Rev. Claudia Ann HighbaughThe Rev. Claudia Ann Highbaugh, chaplain and associate director of ministerial studies at Harvard Divinity School, will speak Wednesday, Nov. 5, at Wake Forest University.

Highbaugh will present a lecture titled “The Stories of Our Lives” at 8 p.m. in the Scales Fine Arts Center, Room 102. The lecture is free and open to the public.

Based on stories about slavery, Highbaugh’s lecture will explore themes of survival, hope, spirituality, community and more. The stories are intended to help young people understand their past while building their futures.

“What I’m going to do is a presentation to the community that will help them look at stories as a way to articulate legend, myth and history,” she said. “It is my thesis that one way to teach children history is to really give them true history in the form of stories.”

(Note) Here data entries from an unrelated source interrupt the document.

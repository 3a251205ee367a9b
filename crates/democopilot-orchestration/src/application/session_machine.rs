//! Lifecycle owner for one demo session.
//!
//! A single driver task runs the walkthrough through [`SessionStateMachine::start`].
//! Control operations (`pause`, `resume`, `skip_to`, `ask_question`, `stop`)
//! may be called from any other task at any time. All mutable state lives
//! behind one mutex that is never held across an await, so a control call
//! observes either the state before or after any transition, never a mix.

use std::sync::{Arc, Mutex, MutexGuard, PoisonError};

use democopilot_core::browser::BrowserAutomation;
use democopilot_core::clock::Clock;
use democopilot_core::error::{DomainError, FatalCollaboratorFailure};
use democopilot_core::language_model::{LanguageModel, ProductContext, QuestionContext};
use democopilot_core::observer::SessionObserver;
use democopilot_core::progress::{ProgressSnapshot, StepSummary};
use democopilot_core::speech::SpeechSynthesizer;
use democopilot_core::state::SessionState;
use serde::{Deserialize, Serialize};
use tokio::sync::{oneshot, watch};
use tokio::time::timeout;
use tokio_util::sync::CancellationToken;
use tracing::{error, info, instrument, warn};
use uuid::Uuid;

use super::gate::PauseGate;
use super::interrupt::QuestionInterruptHandler;
use super::observers::ObserverSet;
use super::progress::ProgressReporter;
use super::sequencer::StepSequencer;
use super::synchronizer::NarrationActionSynchronizer;
use crate::config::EngineConfig;
use crate::domain::commands::ControlCommand;
use crate::domain::narration::StepResult;
use crate::domain::question::QuestionEvent;
use crate::domain::script::{DemoScript, DemoStep};
use crate::domain::session::DemoSession;

/// The external systems one session talks to.
#[derive(Clone)]
pub struct SessionCollaborators {
    /// Browser dedicated to this session.
    pub browser: Arc<dyn BrowserAutomation>,
    /// Speech synthesizer for narration and answers.
    pub speech: Arc<dyn SpeechSynthesizer>,
    /// Language model for answering questions.
    pub model: Arc<dyn LanguageModel>,
}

Highbaugh will also present a lecture titled “Our Journey of Faith: The Power of Prayer” at 11 a.m. Tuesday, Nov. 4, in the third-floor rotunda of Wake Forest’s Benson University Center as part of its “Discovery Series” of lunch-time lectures.

As a child growing up in inner-city Chicago, Highbaugh said that her own historical education largely ignored slavery. “Now there are true histories that cite what really happened,” she said. “The children’s stories highlight and give black children tools for building their own futures and for understanding their own historical backgrounds.”

Highbaugh, an ordained minister of the Christian Church (United Disciples of Christ), is visiting Wake Forest University as one of its resident scholars for the university’s 1997-98 Year of Religion in American Life.

She is known as an advocate for children’s rights and the need for youth to form a strong spiritual basis for their faith, leadership and service to their communities. She has served as a delegate to the National Council of Churches Governing Board, a founding member and co-chair of the Caucus for Disciple Women Clergy, a member of the General Board and Administrative Committee of the Christian Church, and a member of the Commission on Ministry in both the Pacific Southwest and in the Northeast regions of the Christian Church.

Highbaugh is also a board member of the Boston Area United Ministries in Higher Education, the Women’s Theological Center, and the Association for Religion and Intellectual Life.

She received her bachelor’s degree in English from Hiram College in 1972 and her master of divinity and doctor of ministry degrees in 1978 and 1985 from the School of Theology at Claremont.